Ultimátum en Tolima: De La Espriella endurece su pulso contra disidencias y Clan del Golfo
Imagen: El Tiempo - Política
Abelardo De La Espriella lanzó un ultimátum a las disidencias de las Farc y al Clan del Golfo en Tolima, en un mensaje que endurece el tono frente a la violencia armada. Advirtió que, si no se concreta una medida, las Fuerzas Militares ejecutarán los operativos necesarios en el territorio.
Abelardo De La Espriella elevó el tono contra las disidencias de las Farc y el Clan del Golfo en Tolima con un mensaje que suena más a advertencia militar que a llamado político: aseguró que esos grupos tienen sus horas contadas. La declaración marca un giro de confrontación directa en una región donde la presencia de estructuras armadas ilegales sigue impactando la seguridad de la población, la movilidad rural y la actividad económica local.
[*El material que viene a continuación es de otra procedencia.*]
use anyhow::Result;

use crate::depth::RawDepthMap;
use crate::frame::Frame;

/// Depth backend trait.
///
/// Output must be shaped `(frame.height, frame.width)`. Values are unscaled;
/// larger values mean closer surfaces, the convention of relative-depth
/// models. The pipeline normalizes them.
pub trait DepthBackend: Send {
    /// Backend identifier.
    fn name(&self) -> &'static str;

    /// Predict raw depth for one frame.
    fn infer(&mut self, frame: &Frame) -> Result<RawDepthMap>;

    /// Optional warm-up hook.
    fn warm_up(&mut self) -> Result<()> {
        Ok(())
    }
}
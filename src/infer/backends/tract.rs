#![cfg(feature = "backend-tract")]

use std::path::Path;

use anyhow::{anyhow, Context, Result};
use tract_onnx::prelude::*;

use crate::depth::{resize_bicubic, RawDepthMap};
use crate::frame::Frame;
use crate::infer::backend::DepthBackend;
use crate::infer::device::ExecutionDevice;
use crate::infer::preprocess::to_model_input;

/// Tract-based backend for ONNX monocular depth models.
///
/// Expects a `1x3xSxS` float input and a single depth output of shape
/// `[1, S, S]`, `[1, 1, S, S]` or `[S, S]`.
pub struct TractBackend {
    model: SimplePlan<TypedFact, Box<dyn TypedOp>, Graph<TypedFact, Box<dyn TypedOp>>>,
    input_size: u32,
    device: ExecutionDevice,
}

impl TractBackend {
    /// Devices tract can run on, most preferred first.
    pub const SUPPORTED_DEVICES: &'static [ExecutionDevice] = &[ExecutionDevice::Cpu];

    /// Load an ONNX model from disk and prepare it for inference.
    pub fn new<P: AsRef<Path>>(
        model_path: P,
        input_size: u32,
        device: ExecutionDevice,
    ) -> Result<Self> {
        let device = device.resolve(Self::SUPPORTED_DEVICES)?;
        let model_path = model_path.as_ref();
        let side = input_size as usize;
        let model = tract_onnx::onnx()
            .model_for_path(model_path)
            .with_context(|| format!("failed to load ONNX model from {}", model_path.display()))?
            .with_input_fact(0, f32::fact([1, 3, side, side]).into())
            .context("failed to set input fact")?
            .into_optimized()
            .context("failed to optimize ONNX model")?
            .into_runnable()
            .context("failed to build runnable ONNX model")?;

        log::info!(
            "TractBackend: loaded {} ({}x{} input, device={})",
            model_path.display(),
            input_size,
            input_size,
            device
        );

        Ok(Self {
            model,
            input_size,
            device,
        })
    }

    pub fn device(&self) -> ExecutionDevice {
        self.device
    }

    fn extract_depth(&self, outputs: TVec<TValue>) -> Result<RawDepthMap> {
        let output = outputs
            .first()
            .ok_or_else(|| anyhow!("model produced no outputs"))?;
        let view = output
            .to_array_view::<f32>()
            .context("model output tensor was not f32")?;
        let shape = view.shape();
        if shape.len() < 2 || shape[..shape.len() - 2].iter().any(|&d| d != 1) {
            return Err(anyhow!("unexpected depth output shape {:?}", shape));
        }
        let rows = shape[shape.len() - 2];
        let cols = shape[shape.len() - 1];
        let data: Vec<f32> = view.iter().copied().collect();
        RawDepthMap::from_shape_vec((rows, cols), data)
            .map_err(|e| anyhow!("depth output reshape failed: {}", e))
    }
}

impl DepthBackend for TractBackend {
    fn name(&self) -> &'static str {
        "tract"
    }

    fn infer(&mut self, frame: &Frame) -> Result<RawDepthMap> {
        let input = to_model_input(frame, self.input_size)?;
        let side = self.input_size as usize;
        let data = input
            .as_slice()
            .ok_or_else(|| anyhow!("model input is not contiguous"))?;
        let tensor = Tensor::from_shape(&[1, 3, side, side], data)
            .context("failed to build input tensor")?;

        let outputs = self
            .model
            .run(tvec!(tensor.into()))
            .context("ONNX inference failed")?;
        let depth = self.extract_depth(outputs)?;

        resize_bicubic(&depth, frame.height as usize, frame.width as usize)
    }

    fn warm_up(&mut self) -> Result<()> {
        let side = self.input_size as usize;
        let tensor = Tensor::zero::<f32>(&[1, 3, side, side])?;
        self.model
            .run(tvec!(tensor.into()))
            .context("ONNX warm-up failed")?;
        Ok(())
    }
}
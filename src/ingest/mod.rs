//! Frame ingestion sources.
//!
//! - Synthetic scenes (`stub://...`) for tests and demos
//! - USB/V4L2 devices (feature: ingest-v4l2)
//!
//! Every source yields `Frame`s in capture order. `Ok(None)` from
//! `next_frame` means the stream ended; the runner also treats capture errors
//! as end-of-stream.

#[cfg(feature = "ingest-v4l2")]
mod normalize;
pub mod synthetic;
#[cfg(feature = "ingest-v4l2")]
pub mod v4l2;

use anyhow::Result;

use crate::frame::Frame;

pub use synthetic::SyntheticSource;
#[cfg(feature = "ingest-v4l2")]
pub use v4l2::V4l2Source;

/// Configuration shared by all frame sources.
#[derive(Clone, Debug, PartialEq)]
pub struct SourceConfig {
    /// `stub://<name>` or a device path such as `/dev/video0`.
    pub uri: String,
    /// Target frame rate (frames per second).
    pub target_fps: u32,
    /// Preferred frame width.
    pub width: u32,
    /// Preferred frame height.
    pub height: u32,
    /// Stop after this many frames. Synthetic sources only.
    pub max_frames: Option<u64>,
}

impl Default for SourceConfig {
    fn default() -> Self {
        Self {
            uri: "stub://camera".to_string(),
            target_fps: 10,
            width: 640,
            height: 480,
            max_frames: None,
        }
    }
}

/// Statistics for a frame source.
#[derive(Clone, Debug)]
pub struct SourceStats {
    pub frames_captured: u64,
    pub uri: String,
}

/// A stream of camera frames.
pub trait FrameSource {
    /// Open the stream.
    fn connect(&mut self) -> Result<()>;

    /// Capture the next frame. `Ok(None)` marks the end of the stream.
    fn next_frame(&mut self) -> Result<Option<Frame>>;

    /// Check if the source is healthy.
    fn is_healthy(&self) -> bool;

    fn stats(&self) -> SourceStats;
}

/// Open the source named by `config.uri`.
pub fn open_source(config: SourceConfig) -> Result<Box<dyn FrameSource>> {
    if config.uri.starts_with("stub://") {
        return Ok(Box::new(SyntheticSource::new(config)?));
    }

    #[cfg(feature = "ingest-v4l2")]
    {
        Ok(Box::new(V4l2Source::new(config)?))
    }
    #[cfg(not(feature = "ingest-v4l2"))]
    {
        anyhow::bail!(
            "camera source '{}' requires the ingest-v4l2 feature",
            config.uri
        )
    }
}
Según informó El Tiempo - Política, el presidente electo advirtió que, si la medida que se está planteando no llega a concretarse, serán las Fuerzas Militares las encargadas de adelantar los operativos necesarios en el territorio. En otras palabras, el mensaje no deja mucho espacio para interpretaciones: o hay una salida inmediata frente a estas organizaciones o vendrá una ofensiva estatal más fuerte. La frase apunta tanto a las disidencias como al Clan del Golfo, dos de los actores criminales que más presión han ejercido sobre municipios y corredores estratégicos del país.
El anuncio importa porque Tolima no es un escenario cualquiera. Es un departamento atravesado por economías rurales, rutas de conexión entre regiones y zonas donde la disputa por control territorial ha permitido que grupos armados mezclen extorsión, amenazas y dominio social. Cuando una figura de alto nivel político habla de ultimátum, no solo está enviando un mensaje a los ilegales: también está condicionando la expectativa de alcaldes, gobernadores, fuerzas de seguridad y comunidades que viven entre el miedo y la incertidumbre. En Colombia, este tipo de señales suele traducirse en dos posibilidades: o una reducción momentánea de la presión armada, si el Estado logra golpear estructuras clave, o un incremento de la confrontación si los grupos responden con retaliaciones.
Lo que está en juego va más allá de una declaración contundente. La experiencia reciente en varias regiones del país muestra que cuando el Estado anuncia mano dura sin una presencia sostenida, las organizaciones criminales se repliegan por un tiempo y luego reacomodan sus redes. Por eso, el verdadero impacto de este ultimátum no dependerá del ruido político sino de la capacidad institucional para sostener operaciones, proteger a la población civil y evitar que el vacío de autoridad termine siendo ocupado otra vez por actores armados. En Tolima, como en buena parte de Colombia, la pregunta de fondo no es solo quién domina hoy el territorio, sino quién podrá garantizar que mañana no vuelva a quedar en disputa.